Tetapi jika kita bermain sesuai peraturan itu dengan terlalu kaku, jika kita
menjalankan peraturan itu dengan terlalu harafiah, kita pasti dihancurkan oleh
orang-orang di sekeliling kita yang tidak sebodoh itu. Sebagaiana yang ditulis
oleh diplomat dan penghuni istana yang hebat pada zaman renaissance, Niccolo
Machiavelli, “Manusia manapun yang mencoba bersikap baik sepanjang waktu pasti
hancur di antara sejumlah besar manusia yang tidak terlalu baik”. Istana itu
dianggap sebagai puncak kehalusan budi bahasa, tetapi dibalik kemewahannya,
kawah emosi yang suram-keserakahan, iri hati, hawa nafsu, kebencian – mendidih
dan membara.
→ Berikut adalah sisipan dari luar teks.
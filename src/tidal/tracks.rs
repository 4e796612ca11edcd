use base64::{Engine, engine::general_purpose::STANDARD};
use serde::Deserialize;
use serde_json::Value;
use tracing::debug;

use crate::{
    error::{Error, Result},
    management::ContentAggregate,
    tidal::{
        fetch::{self, Nesting, api, paged},
        session::Session,
        status::RequestContext,
        transport::Method,
    },
    types::{Contributor, Credit, Item, Mix, Stream},
};

/// Retrieves one track from the catalogue.
///
/// # Arguments
///
/// * `session` - Session used for the request (demo sessions work)
/// * `track_id` - Catalogue id of the track
///
/// # Returns
///
/// Returns a `Result` containing:
/// - `Ok(ContentAggregate)` - The track as the single record of the item container on success, or the domain status and
///   message of the failed call (e.g. [`DomainStatus::NotFound`](crate::tidal::DomainStatus::NotFound))
/// - `Err(Error)` - Authentication, transport or parse failure
///
/// # Example
///
/// ```rust,ignore
/// let content = tracks::get_track(&mut session, 77646168).await?;
/// if let Some(track) = content.items().first() {
///     println!("{} ({}s)", track.title, track.duration);
/// }
/// ```
pub async fn get_track(session: &mut Session, track_id: u64) -> Result<ContentAggregate> {
    let request = api(session, Method::Get, &format!("tracks/{}", track_id));

    fetch::fetch(
        session,
        request,
        RequestContext::General,
        &track_id.to_string(),
        fetch::push_single::<Item>,
    )
    .await
}

/// Retrieves one page of the performers and writers of a track, one per role.
///
/// # Arguments
///
/// * `session` - Session used for the request
/// * `track_id` - Catalogue id of the track
/// * `limit` - Maximum number of contributors in this page
/// * `offset` - Index of the first contributor
///
/// # Returns
///
/// Returns a `Result` containing:
/// - `Ok(ContentAggregate)` - The contributors in the contributor container, with the paging
///   fields set, on success, or the domain status and
///   message of the failed call (e.g. [`DomainStatus::NotFound`](crate::tidal::DomainStatus::NotFound))
/// - `Err(Error)` - Authentication, transport or parse failure
///
/// # Example
///
/// ```rust,ignore
/// let content = tracks::get_track_contributors(&mut session, 77646168, 50, 0).await?;
/// ```
pub async fn get_track_contributors(
    session: &mut Session,
    track_id: u64,
    limit: u64,
    offset: u64,
) -> Result<ContentAggregate> {
    let request = paged(
        api(session, Method::Get, &format!("tracks/{}/contributors", track_id)),
        limit,
        offset,
    );

    fetch::fetch(
        session,
        request,
        RequestContext::General,
        &track_id.to_string(),
        |content, document| fetch::push_page::<Contributor>(content, document, "items", Nesting::Flat),
    )
    .await
}

/// Retrieves the credits of a track grouped by role.
///
/// The answer is a bare array rather than a page, so no paging fields are set.
///
/// # Arguments
///
/// * `session` - Session used for the request
/// * `track_id` - Catalogue id of the track
///
/// # Returns
///
/// Returns a `Result` containing:
/// - `Ok(ContentAggregate)` - One credit record per role in the credit container on success, or the domain status and
///   message of the failed call (e.g. [`DomainStatus::NotFound`](crate::tidal::DomainStatus::NotFound))
/// - `Err(Error)` - Authentication, transport or parse failure
///
/// # Example
///
/// ```rust,ignore
/// let content = tracks::get_track_credits(&mut session, 77646168).await?;
/// for credit in content.credits() {
///     println!("{}: {} contributor(s)", credit.role, credit.contributors.len());
/// }
/// ```
pub async fn get_track_credits(session: &mut Session, track_id: u64) -> Result<ContentAggregate> {
    let request = api(session, Method::Get, &format!("tracks/{}/credits", track_id));

    fetch::fetch(
        session,
        request,
        RequestContext::General,
        &track_id.to_string(),
        |content, document| fetch::push_list::<Credit>(content, document, Nesting::Flat),
    )
    .await
}

/// Retrieves the radio mix generated from a track.
///
/// # Arguments
///
/// * `session` - Session used for the request
/// * `track_id` - Catalogue id of the track
///
/// # Returns
///
/// Returns a `Result` containing:
/// - `Ok(ContentAggregate)` - The mix as the single record of the mix container on success, or the domain status and
///   message of the failed call (e.g. [`DomainStatus::NotFound`](crate::tidal::DomainStatus::NotFound))
/// - `Err(Error)` - Authentication, transport or parse failure
///
/// # Example
///
/// ```rust,ignore
/// let content = tracks::get_track_mix(&mut session, 77646168).await?;
/// ```
pub async fn get_track_mix(session: &mut Session, track_id: u64) -> Result<ContentAggregate> {
    let request = api(session, Method::Get, &format!("tracks/{}/mix", track_id));

    fetch::fetch(
        session,
        request,
        RequestContext::General,
        &track_id.to_string(),
        fetch::push_single::<Mix>,
    )
    .await
}

/// Retrieves the playback information of a track at the session's audio quality.
///
/// The base64 manifest is decoded. When it is a JSON document it supplies the
/// codec, the encryption type and the stream URLs, and the aggregate keeps it
/// as a second owned document next to the response. DASH manifests are XML
/// and only their MIME type is reported.
///
/// # Arguments
///
/// * `session` - Session with a user login; demo sessions cannot stream
/// * `track_id` - Catalogue id of the track
///
/// # Returns
///
/// Returns a `Result` containing:
/// - `Ok(ContentAggregate)` - The [`Stream`] in [`ContentAggregate::stream`] on success, or the domain status and
///   message of the failed call (e.g. [`DomainStatus::NotFound`](crate::tidal::DomainStatus::NotFound))
/// - `Err(Error)` - Authentication, transport or parse failure
///
/// # Example
///
/// ```rust,ignore
/// session.set_audio_quality(AudioQuality::Lossless);
/// let content = tracks::get_track_stream(&mut session, 77646168).await?;
/// if let Some(stream) = content.stream() {
///     for url in &stream.urls {
///         println!("{}", url);
///     }
/// }
/// ```
pub async fn get_track_stream(session: &mut Session, track_id: u64) -> Result<ContentAggregate> {
    let quality = session.credentials().audio_quality;
    let request = api(
        session,
        Method::Get,
        &format!("tracks/{}/playbackinfopostpaywall", track_id),
    )
    .query("audioquality", quality)
    .query("playbackmode", "STREAM")
    .query("assetpresentation", "FULL");

    fetch::fetch(
        session,
        request,
        RequestContext::General,
        &track_id.to_string(),
        |content, document| push_stream(content, document, track_id),
    )
    .await
}

#[derive(Debug, Deserialize)]
#[serde(rename_all = "camelCase")]
struct PlaybackInfo {
    #[serde(default)]
    track_id: Option<u64>,
    #[serde(default)]
    video_id: Option<u64>,
    #[serde(default)]
    audio_quality: Option<String>,
    #[serde(default)]
    video_quality: Option<String>,
    manifest_mime_type: String,
    manifest: String,
}

#[derive(Debug, Default, Deserialize)]
#[serde(rename_all = "camelCase")]
struct Manifest {
    #[serde(default)]
    codecs: Option<String>,
    #[serde(default)]
    encryption_type: Option<String>,
    #[serde(default)]
    urls: Vec<String>,
}

/// Decodes a playback-info document into a [`Stream`] and the manifest.
pub(crate) fn push_stream(content: &mut ContentAggregate, document: &Value, requested_id: u64) -> Result<()> {
    let info: PlaybackInfo = fetch::decode(document)?;

    let raw = STANDARD
        .decode(info.manifest.as_bytes())
        .map_err(|e| Error::Parse(format!("stream manifest: {}", e)))?;

    let mut stream = Stream {
        id: info.track_id.or(info.video_id).unwrap_or(requested_id),
        quality: info.audio_quality.or(info.video_quality).unwrap_or_default(),
        mime_type: info.manifest_mime_type,
        codec: None,
        encryption_type: None,
        urls: Vec::new(),
    };

    match serde_json::from_slice::<Value>(&raw) {
        Ok(manifest) => {
            let parsed: Manifest = fetch::decode(&manifest)?;
            stream.codec = parsed.codecs;
            stream.encryption_type = parsed.encryption_type;
            stream.urls = parsed.urls;
            content.attach_manifest(manifest);
        }
        Err(_) => {
            // DASH manifests are XML and are left to the player.
            debug!(mime_type = %stream.mime_type, "manifest is not a JSON document");
        }
    }

    content.set_stream(stream);
    Ok(())
}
Dunia kita zaman sekarang sama-sama dianggap sebagai puncak
keadilan, namun emosi buruk yang sama masih berkecamuk di dalam diri kita
sebagaimana yang pernah terjadi selamanya.permainannya tetap sama. Dari luar,
anda pasti terlihat menghormati hal-hal yang menyenangkan, tetapi sesungguhnya
di dalam bathin, jika anda bukan orang bodoh, anda segera belajar bersikap
bijak dan menuruti nasihat Napoleon: selubungi tangan besi anda dengan sarung
tangan beludri. Jika, seperti si penghuni istana pada masa lalu, anda bisa
menguasai seni kehalusan tindakan dengan belajar merayu, mempesona, menipu, dan
mengakali musuh-musuh anda engan halus, anda akan mencapai puncak kekuasaan.
Anda pasti bisa membuat orang lain tunduk kepada kehendak anda tanpa menyadari
apa yang telah anda lakukan. Dan jika mereka tidak menyadari apa yang telah
anda lakukan, mereka tidak akan membenci atau melawan anda.